■ **TASK OBJECTIVE**:
Work out the number of lines in the listing below that include "join", and answer with it alone.

■ **EXTRACTED INFORMATION**:
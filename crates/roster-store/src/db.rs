//! SQLite connection and schema.

use crate::error::StoreError;
use chrono::{DateTime, Utc};
use rusqlite::Connection;
use serde::Serialize;
use std::path::Path;

const SCHEMA: &str = "
CREATE TABLE IF NOT EXISTS participants (
    id                    INTEGER PRIMARY KEY,
    name                  TEXT NOT NULL UNIQUE,
    email                 TEXT NOT NULL DEFAULT '',
    phone                 TEXT NOT NULL DEFAULT '',
    class                 TEXT NOT NULL DEFAULT '',
    program               TEXT NOT NULL DEFAULT '',
    program_code          TEXT NOT NULL DEFAULT '',
    course                TEXT NOT NULL DEFAULT '',
    course_code           TEXT NOT NULL DEFAULT '',
    faculty               TEXT NOT NULL DEFAULT '',
    faculty_id            TEXT NOT NULL DEFAULT '',
    period                TEXT NOT NULL DEFAULT '',
    attendance_percentage TEXT,
    image_id              TEXT,
    registered_at         INTEGER NOT NULL
);

CREATE TABLE IF NOT EXISTS participant_attendance (
    participant_id INTEGER NOT NULL REFERENCES participants(id) ON DELETE CASCADE,
    event          TEXT NOT NULL,
    timestamp      INTEGER NOT NULL
);
CREATE INDEX IF NOT EXISTS idx_participant_attendance ON participant_attendance(participant_id);

CREATE TABLE IF NOT EXISTS face_embeddings (
    name       TEXT NOT NULL,
    model      TEXT NOT NULL,
    dim        INTEGER NOT NULL,
    vector     BLOB NOT NULL,
    created_at INTEGER NOT NULL,
    PRIMARY KEY (name, model)
);
CREATE INDEX IF NOT EXISTS idx_face_embeddings_model ON face_embeddings(model);

CREATE TABLE IF NOT EXISTS blobs (
    id           TEXT PRIMARY KEY,
    filename     TEXT NOT NULL,
    content_type TEXT NOT NULL,
    data         BLOB NOT NULL,
    created_at   INTEGER NOT NULL
);

CREATE TABLE IF NOT EXISTS attendance (
    id             TEXT PRIMARY KEY,
    name           TEXT NOT NULL,
    event          TEXT NOT NULL,
    timestamp      INTEGER NOT NULL,
    participant_id INTEGER NOT NULL
);
CREATE INDEX IF NOT EXISTS idx_attendance_lookup ON attendance(name, event, timestamp);

CREATE TABLE IF NOT EXISTS events (
    name       TEXT PRIMARY KEY,
    date       TEXT NOT NULL,
    time       TEXT NOT NULL,
    location   TEXT NOT NULL,
    faculty    TEXT NOT NULL DEFAULT '',
    faculty_id TEXT NOT NULL DEFAULT '',
    period     TEXT NOT NULL DEFAULT '',
    created_at INTEGER NOT NULL
);
";

/// Row counts per collection, for health reporting.
#[derive(Debug, Clone, Default, PartialEq, Eq, Serialize)]
pub struct Counts {
    pub participants: u64,
    pub embeddings: u64,
    pub events: u64,
    pub attendance: u64,
}

/// Handle to the roster database. Implements every store trait.
pub struct Database {
    pub(crate) conn: Connection,
}

impl Database {
    /// Open (or create) the database file, creating parent directories as needed.
    pub fn open(path: &Path) -> Result<Self, StoreError> {
        if let Some(parent) = path.parent().filter(|p| !p.as_os_str().is_empty()) {
            std::fs::create_dir_all(parent)?;
        }
        let conn = Connection::open(path)?;
        tracing::info!(path = %path.display(), "opened roster database");
        Self::init(conn)
    }

    pub fn open_in_memory() -> Result<Self, StoreError> {
        Self::init(Connection::open_in_memory()?)
    }

    fn init(conn: Connection) -> Result<Self, StoreError> {
        conn.execute_batch("PRAGMA foreign_keys = ON;")?;
        conn.execute_batch(SCHEMA)?;
        Ok(Self { conn })
    }

    /// Liveness check plus per-collection row counts.
    pub fn counts(&self) -> Result<Counts, StoreError> {
        let count = |sql: &str| -> Result<u64, StoreError> {
            let n: i64 = self.conn.query_row(sql, [], |row| row.get(0))?;
            Ok(n as u64)
        };
        Ok(Counts {
            participants: count("SELECT COUNT(*) FROM participants")?,
            embeddings: count("SELECT COUNT(DISTINCT name) FROM face_embeddings")?,
            events: count("SELECT COUNT(*) FROM events")?,
            attendance: count("SELECT COUNT(*) FROM attendance")?,
        })
    }
}

pub(crate) fn to_millis(ts: DateTime<Utc>) -> i64 {
    ts.timestamp_millis()
}

/// Adapter for use inside rusqlite row closures.
pub(crate) fn millis_column(row: &rusqlite::Row<'_>, idx: usize) -> rusqlite::Result<DateTime<Utc>> {
    let ms: i64 = row.get(idx)?;
    DateTime::<Utc>::from_timestamp_millis(ms).ok_or_else(|| {
        rusqlite::Error::FromSqlConversionFailure(
            idx,
            rusqlite::types::Type::Integer,
            format!("timestamp out of range: {ms}").into(),
        )
    })
}

#[cfg(test)]
mod tests {
    use super::*;

    #[test]
    fn test_open_in_memory_is_empty() {
        let db = Database::open_in_memory().unwrap();
        assert_eq!(db.counts().unwrap(), Counts::default());
    }

    #[test]
    fn test_open_creates_parent_dirs_and_reopens() {
        let dir = std::env::temp_dir().join(format!("roster-db-test-{}", std::process::id()));
        let path = dir.join("nested").join("roster.db");
        {
            let db = Database::open(&path).unwrap();
            assert_eq!(db.counts().unwrap().participants, 0);
        }
        // Schema creation is idempotent.
        let db = Database::open(&path).unwrap();
        assert_eq!(db.counts().unwrap().events, 0);
        drop(db);
        std::fs::remove_dir_all(&dir).unwrap();
    }

    #[test]
    fn test_millis_roundtrip() {
        let now = DateTime::<Utc>::from_timestamp_millis(1_700_000_000_123).unwrap();
        let db = Database::open_in_memory().unwrap();
        let back = db
            .conn
            .query_row("SELECT ?1", [to_millis(now)], |row| millis_column(row, 0))
            .unwrap();
        assert_eq!(back, now);
    }
}
use ab_glyph::FontArc;
use roster_core::detector::{DEFAULT_EXPAND_PERCENTAGE, DEFAULT_MIN_CONFIDENCE};
use roster_core::registry::ModelSettings;
use roster_core::RegistrySettings;
use serde::Deserialize;
use std::path::{Path, PathBuf};
use thiserror::Error;

#[derive(Error, Debug)]
pub enum ConfigError {
    #[error("failed to read config file {path}: {source}")]
    Read {
        path: PathBuf,
        source: std::io::Error,
    },
    #[error("failed to parse config file {path}: {source}")]
    Parse {
        path: PathBuf,
        source: toml::de::Error,
    },
    #[error("invalid configuration: {0}")]
    Invalid(String),
}

/// Optional TOML file named by `ROSTER_CONFIG`. Every key may be omitted.
#[derive(Debug, Default, Deserialize)]
#[serde(default, deny_unknown_fields)]
struct FileConfig {
    model_dir: Option<PathBuf>,
    db_path: Option<PathBuf>,
    font_path: Option<PathBuf>,
    detection_confidence: Option<f32>,
    expand_percentage: Option<u32>,
    /// Detector model files, highest priority first.
    detectors: Option<Vec<String>>,
    models: Vec<ModelSettings>,
}

/// Runtime configuration: defaults, then the config file, then `ROSTER_*` variables.
#[derive(Debug, Clone)]
pub struct Config {
    /// Directory containing ONNX model files.
    pub model_dir: PathBuf,
    /// Path to the SQLite database file.
    pub db_path: PathBuf,
    /// Font for annotation labels, replacing the bundled DejaVu Sans.
    pub font_path: Option<PathBuf>,
    /// Detections must score strictly above this to be kept.
    pub detection_confidence: f32,
    /// Margin added around each face box before cropping, in percent.
    pub expand_percentage: u32,
    pub detectors: Option<Vec<String>>,
    pub models: Vec<ModelSettings>,
}

impl Config {
    /// Load configuration from the process environment.
    pub fn load() -> Result<Self, ConfigError> {
        Self::from_lookup(|key| std::env::var(key).ok())
    }

    /// Build configuration from an arbitrary variable lookup.
    pub fn from_lookup(var: impl Fn(&str) -> Option<String>) -> Result<Self, ConfigError> {
        let file = match var("ROSTER_CONFIG") {
            Some(path) => read_file(Path::new(&path))?,
            None => FileConfig::default(),
        };

        let data_dir = var("XDG_DATA_HOME")
            .map(PathBuf::from)
            .unwrap_or_else(|| {
                let home = var("HOME").unwrap_or_else(|| "/tmp".to_string());
                PathBuf::from(home).join(".local/share")
            })
            .join("roster");

        let model_dir = var("ROSTER_MODEL_DIR")
            .map(PathBuf::from)
            .or(file.model_dir)
            .unwrap_or_else(|| data_dir.join("models"));

        let db_path = var("ROSTER_DB_PATH")
            .map(PathBuf::from)
            .or(file.db_path)
            .unwrap_or_else(|| data_dir.join("roster.db"));

        let font_path = var("ROSTER_FONT_PATH").map(PathBuf::from).or(file.font_path);

        let detection_confidence = parsed(&var, "ROSTER_DETECTION_CONFIDENCE")
            .or(file.detection_confidence)
            .unwrap_or(DEFAULT_MIN_CONFIDENCE);
        if !(0.0..1.0).contains(&detection_confidence) {
            return Err(ConfigError::Invalid(format!(
                "detection confidence must lie in [0, 1), got {detection_confidence}"
            )));
        }

        let expand_percentage = parsed(&var, "ROSTER_EXPAND_PERCENTAGE")
            .or(file.expand_percentage)
            .unwrap_or(DEFAULT_EXPAND_PERCENTAGE);

        Ok(Self {
            model_dir,
            db_path,
            font_path,
            detection_confidence,
            expand_percentage,
            detectors: file.detectors,
            models: file.models,
        })
    }

    /// Settings for loading the model registry.
    pub fn registry_settings(&self) -> RegistrySettings {
        let mut settings = RegistrySettings::new(self.model_dir.clone());
        if let Some(detectors) = &self.detectors {
            settings.detectors = detectors.clone();
        }
        settings.models = self.models.clone();
        settings.min_confidence = self.detection_confidence;
        settings.expand_percentage = self.expand_percentage;
        settings
    }

    /// Load the configured annotation font, if set and readable.
    pub fn load_font(&self) -> Option<FontArc> {
        let path = self.font_path.as_ref()?;
        let bytes = match std::fs::read(path) {
            Ok(bytes) => bytes,
            Err(e) => {
                tracing::warn!(path = %path.display(), error = %e, "annotation font unreadable; using bundled font");
                return None;
            }
        };
        match FontArc::try_from_vec(bytes) {
            Ok(font) => Some(font),
            Err(e) => {
                tracing::warn!(path = %path.display(), error = %e, "annotation font invalid; using bundled font");
                None
            }
        }
    }
}

fn read_file(path: &Path) -> Result<FileConfig, ConfigError> {
    let text = std::fs::read_to_string(path).map_err(|source| ConfigError::Read {
        path: path.to_path_buf(),
        source,
    })?;
    parse_file(&text).map_err(|source| ConfigError::Parse {
        path: path.to_path_buf(),
        source,
    })
}

fn parse_file(text: &str) -> Result<FileConfig, toml::de::Error> {
    toml::from_str(text)
}

fn parsed<T: std::str::FromStr>(var: &impl Fn(&str) -> Option<String>, key: &str) -> Option<T> {
    let raw = var(key)?;
    match raw.trim().parse() {
        Ok(v) => Some(v),
        Err(_) => {
            tracing::warn!(key, value = %raw, "ignoring unparseable environment override");
            None
        }
    }
}
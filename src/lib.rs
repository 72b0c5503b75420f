//! palank-faq - 로컬 FAQ RAG 콘솔
//!
//! 소스별 질문/답변 지식베이스에서 시퀀스 유사도로 가까운 질문을 찾고,
//! 상위 답변을 합쳐 출처와 함께 응답합니다.
//!
//! ```rust,ignore
//! let store = Arc::new(KnowledgeStore::load(Path::new("bases_data.json"))?);
//! let pipeline = ChatPipeline::new(store, PipelineConfig::default());
//! let result = pipeline.answer("Como instalar o SquareOS?")?;
//! ```

pub mod chat;
pub mod cli;
pub mod config;
pub mod knowledge;

// Re-exports
pub use chat::{
    ChatError, ChatHandler, ChatPipeline, ChatReply, ChatRequest, ChatResult, ChatStatus,
    ResponseComposer,
};
pub use config::{get_data_dir, resolve_kb_path, HandlerConfig, PipelineConfig};
pub use knowledge::{
    normalize, sequence_ratio, KnowledgeStore, Match, Retriever, SequenceRatio,
    SimilarityScorer, Source, StoreStats, DEFAULT_THRESHOLD,
};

■ **SOLUTION**:
6